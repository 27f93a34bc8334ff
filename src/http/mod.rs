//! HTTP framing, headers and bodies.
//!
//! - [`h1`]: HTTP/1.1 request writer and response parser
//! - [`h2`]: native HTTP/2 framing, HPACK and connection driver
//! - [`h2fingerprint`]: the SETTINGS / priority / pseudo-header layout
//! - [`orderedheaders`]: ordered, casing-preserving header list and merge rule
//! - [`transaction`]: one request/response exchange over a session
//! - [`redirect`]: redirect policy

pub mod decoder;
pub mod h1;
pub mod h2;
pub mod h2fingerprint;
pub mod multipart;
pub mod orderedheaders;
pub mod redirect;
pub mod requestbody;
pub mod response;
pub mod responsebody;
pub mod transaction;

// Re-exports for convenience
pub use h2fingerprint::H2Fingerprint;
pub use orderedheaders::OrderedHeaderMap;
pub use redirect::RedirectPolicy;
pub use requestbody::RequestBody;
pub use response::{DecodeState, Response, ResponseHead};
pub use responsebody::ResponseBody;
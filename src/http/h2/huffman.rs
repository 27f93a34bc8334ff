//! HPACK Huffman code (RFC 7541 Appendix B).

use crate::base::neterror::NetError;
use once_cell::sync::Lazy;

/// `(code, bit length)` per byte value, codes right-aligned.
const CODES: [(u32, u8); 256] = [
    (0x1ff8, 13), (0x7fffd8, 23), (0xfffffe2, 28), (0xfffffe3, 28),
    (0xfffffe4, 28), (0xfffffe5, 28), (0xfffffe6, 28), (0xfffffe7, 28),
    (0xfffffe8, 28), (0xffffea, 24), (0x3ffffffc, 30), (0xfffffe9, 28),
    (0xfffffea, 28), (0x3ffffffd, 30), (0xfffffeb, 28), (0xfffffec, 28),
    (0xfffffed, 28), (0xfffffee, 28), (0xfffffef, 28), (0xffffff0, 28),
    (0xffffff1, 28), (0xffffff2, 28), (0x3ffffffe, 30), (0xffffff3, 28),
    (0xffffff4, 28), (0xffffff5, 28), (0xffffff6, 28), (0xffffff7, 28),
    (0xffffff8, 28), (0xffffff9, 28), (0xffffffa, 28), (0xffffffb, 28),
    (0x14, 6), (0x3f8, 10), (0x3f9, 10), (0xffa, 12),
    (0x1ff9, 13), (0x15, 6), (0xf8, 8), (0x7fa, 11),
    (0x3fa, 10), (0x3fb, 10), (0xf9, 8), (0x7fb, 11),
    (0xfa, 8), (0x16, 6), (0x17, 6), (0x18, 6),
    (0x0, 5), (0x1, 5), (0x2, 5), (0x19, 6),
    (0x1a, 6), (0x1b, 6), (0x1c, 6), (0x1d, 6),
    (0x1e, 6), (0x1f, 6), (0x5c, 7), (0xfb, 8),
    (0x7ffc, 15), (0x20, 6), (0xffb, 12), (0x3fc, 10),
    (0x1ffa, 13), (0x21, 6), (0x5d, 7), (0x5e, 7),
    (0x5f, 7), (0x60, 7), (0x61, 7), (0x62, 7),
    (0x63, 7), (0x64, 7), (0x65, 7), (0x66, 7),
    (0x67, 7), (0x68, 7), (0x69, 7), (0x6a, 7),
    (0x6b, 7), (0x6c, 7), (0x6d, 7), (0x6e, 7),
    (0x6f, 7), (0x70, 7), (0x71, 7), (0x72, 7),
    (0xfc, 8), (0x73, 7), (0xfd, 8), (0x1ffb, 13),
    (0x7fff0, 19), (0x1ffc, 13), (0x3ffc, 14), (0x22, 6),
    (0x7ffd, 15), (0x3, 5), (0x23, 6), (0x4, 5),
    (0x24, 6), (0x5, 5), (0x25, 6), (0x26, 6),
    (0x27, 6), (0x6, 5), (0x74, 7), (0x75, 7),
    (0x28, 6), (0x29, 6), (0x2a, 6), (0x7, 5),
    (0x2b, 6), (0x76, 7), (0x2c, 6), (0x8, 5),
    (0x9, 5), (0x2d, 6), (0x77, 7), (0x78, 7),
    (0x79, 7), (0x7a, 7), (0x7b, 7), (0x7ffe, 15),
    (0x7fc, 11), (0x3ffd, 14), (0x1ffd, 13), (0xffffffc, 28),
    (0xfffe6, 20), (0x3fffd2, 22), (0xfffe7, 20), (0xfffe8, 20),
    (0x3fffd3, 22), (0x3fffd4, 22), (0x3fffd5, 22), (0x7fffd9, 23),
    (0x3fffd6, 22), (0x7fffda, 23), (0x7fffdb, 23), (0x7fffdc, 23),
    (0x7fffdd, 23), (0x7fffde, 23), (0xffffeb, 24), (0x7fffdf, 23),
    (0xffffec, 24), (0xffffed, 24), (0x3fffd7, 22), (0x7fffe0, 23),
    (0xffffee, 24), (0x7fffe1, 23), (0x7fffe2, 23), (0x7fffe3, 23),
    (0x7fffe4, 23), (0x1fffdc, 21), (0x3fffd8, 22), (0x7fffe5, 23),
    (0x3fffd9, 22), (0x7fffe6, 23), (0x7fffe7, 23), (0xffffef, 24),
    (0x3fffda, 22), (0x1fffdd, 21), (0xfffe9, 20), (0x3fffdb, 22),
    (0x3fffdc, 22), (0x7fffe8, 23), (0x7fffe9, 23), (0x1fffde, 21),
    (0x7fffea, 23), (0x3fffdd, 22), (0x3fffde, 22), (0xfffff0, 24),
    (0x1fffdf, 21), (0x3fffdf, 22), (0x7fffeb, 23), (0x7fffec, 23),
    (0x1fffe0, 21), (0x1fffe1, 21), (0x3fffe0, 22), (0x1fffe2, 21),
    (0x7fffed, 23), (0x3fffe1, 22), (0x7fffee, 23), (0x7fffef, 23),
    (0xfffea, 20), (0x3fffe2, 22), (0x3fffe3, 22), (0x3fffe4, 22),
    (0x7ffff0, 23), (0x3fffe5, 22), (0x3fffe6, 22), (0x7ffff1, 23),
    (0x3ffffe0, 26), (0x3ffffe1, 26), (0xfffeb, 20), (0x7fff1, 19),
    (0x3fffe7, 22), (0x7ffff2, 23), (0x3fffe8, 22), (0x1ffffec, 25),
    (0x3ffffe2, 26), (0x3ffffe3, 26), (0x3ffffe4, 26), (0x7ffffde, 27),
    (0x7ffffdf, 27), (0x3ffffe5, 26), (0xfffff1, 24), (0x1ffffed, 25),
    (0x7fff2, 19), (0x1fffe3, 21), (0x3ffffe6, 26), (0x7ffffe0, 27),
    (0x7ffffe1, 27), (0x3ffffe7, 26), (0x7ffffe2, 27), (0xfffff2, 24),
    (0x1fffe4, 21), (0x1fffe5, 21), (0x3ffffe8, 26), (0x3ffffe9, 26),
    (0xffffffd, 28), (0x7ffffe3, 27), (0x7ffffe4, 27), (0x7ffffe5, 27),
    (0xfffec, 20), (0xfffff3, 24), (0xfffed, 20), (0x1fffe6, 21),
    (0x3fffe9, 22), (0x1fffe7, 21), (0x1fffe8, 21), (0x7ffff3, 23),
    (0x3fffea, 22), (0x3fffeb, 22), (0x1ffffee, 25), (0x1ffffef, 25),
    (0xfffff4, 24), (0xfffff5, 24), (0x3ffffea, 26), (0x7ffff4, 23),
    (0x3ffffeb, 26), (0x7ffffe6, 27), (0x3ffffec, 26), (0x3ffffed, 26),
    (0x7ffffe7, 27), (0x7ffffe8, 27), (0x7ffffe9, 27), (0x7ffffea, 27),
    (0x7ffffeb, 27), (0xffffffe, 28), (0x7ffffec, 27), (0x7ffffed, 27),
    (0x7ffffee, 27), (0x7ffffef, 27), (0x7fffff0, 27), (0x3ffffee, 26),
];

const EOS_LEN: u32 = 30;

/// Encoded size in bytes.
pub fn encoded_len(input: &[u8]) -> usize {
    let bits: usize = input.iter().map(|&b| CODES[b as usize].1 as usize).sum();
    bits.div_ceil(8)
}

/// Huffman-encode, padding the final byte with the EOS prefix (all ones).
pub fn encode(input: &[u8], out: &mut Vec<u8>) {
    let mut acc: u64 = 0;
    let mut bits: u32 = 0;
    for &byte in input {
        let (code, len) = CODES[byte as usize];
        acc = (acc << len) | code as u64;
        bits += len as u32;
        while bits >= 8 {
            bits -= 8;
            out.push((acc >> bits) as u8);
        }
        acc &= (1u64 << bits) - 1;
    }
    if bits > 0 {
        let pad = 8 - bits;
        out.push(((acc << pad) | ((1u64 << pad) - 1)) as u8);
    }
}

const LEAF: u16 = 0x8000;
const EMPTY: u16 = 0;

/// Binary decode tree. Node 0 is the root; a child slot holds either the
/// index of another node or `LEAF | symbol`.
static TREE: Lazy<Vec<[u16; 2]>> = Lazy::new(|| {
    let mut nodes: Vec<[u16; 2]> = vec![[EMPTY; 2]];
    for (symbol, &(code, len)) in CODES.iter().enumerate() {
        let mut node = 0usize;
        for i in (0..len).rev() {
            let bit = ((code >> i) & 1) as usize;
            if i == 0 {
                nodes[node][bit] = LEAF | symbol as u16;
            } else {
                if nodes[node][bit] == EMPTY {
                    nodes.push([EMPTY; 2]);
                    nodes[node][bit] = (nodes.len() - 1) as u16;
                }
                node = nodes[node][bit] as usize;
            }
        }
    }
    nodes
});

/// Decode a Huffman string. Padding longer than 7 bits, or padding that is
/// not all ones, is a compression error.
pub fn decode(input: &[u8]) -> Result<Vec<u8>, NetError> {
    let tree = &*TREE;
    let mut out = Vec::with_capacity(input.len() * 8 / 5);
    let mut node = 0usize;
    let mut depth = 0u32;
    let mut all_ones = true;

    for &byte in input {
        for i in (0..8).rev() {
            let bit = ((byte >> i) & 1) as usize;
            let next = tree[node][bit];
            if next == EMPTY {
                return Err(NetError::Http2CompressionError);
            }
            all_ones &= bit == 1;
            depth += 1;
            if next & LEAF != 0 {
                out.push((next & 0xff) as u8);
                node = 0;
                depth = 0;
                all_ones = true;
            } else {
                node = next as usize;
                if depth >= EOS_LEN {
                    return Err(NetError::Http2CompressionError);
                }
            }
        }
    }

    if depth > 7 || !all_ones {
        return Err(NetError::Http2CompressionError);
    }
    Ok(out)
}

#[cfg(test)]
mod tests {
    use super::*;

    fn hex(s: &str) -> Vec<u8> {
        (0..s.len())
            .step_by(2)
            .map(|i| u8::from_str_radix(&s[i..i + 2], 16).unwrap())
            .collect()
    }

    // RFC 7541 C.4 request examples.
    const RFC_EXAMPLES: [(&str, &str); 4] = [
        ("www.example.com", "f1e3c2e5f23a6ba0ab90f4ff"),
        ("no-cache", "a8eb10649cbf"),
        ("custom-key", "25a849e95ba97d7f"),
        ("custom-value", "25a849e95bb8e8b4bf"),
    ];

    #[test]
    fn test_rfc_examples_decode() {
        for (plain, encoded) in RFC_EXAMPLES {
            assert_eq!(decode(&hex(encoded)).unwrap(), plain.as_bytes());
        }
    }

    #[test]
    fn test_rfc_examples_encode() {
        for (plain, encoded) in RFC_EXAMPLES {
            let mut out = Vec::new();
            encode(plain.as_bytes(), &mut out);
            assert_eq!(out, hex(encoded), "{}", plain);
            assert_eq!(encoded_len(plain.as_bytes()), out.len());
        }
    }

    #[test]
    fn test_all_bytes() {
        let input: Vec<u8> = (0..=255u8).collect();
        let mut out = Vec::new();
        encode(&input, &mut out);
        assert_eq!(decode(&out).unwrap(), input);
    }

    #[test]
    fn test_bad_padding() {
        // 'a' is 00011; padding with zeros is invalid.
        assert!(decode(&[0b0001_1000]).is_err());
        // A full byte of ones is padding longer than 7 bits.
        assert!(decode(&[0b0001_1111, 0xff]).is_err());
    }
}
+++
**What you will do:** Count how many lines in the data above hold the string "return", and give the number with no other words.

**Solution for this exercise:** 3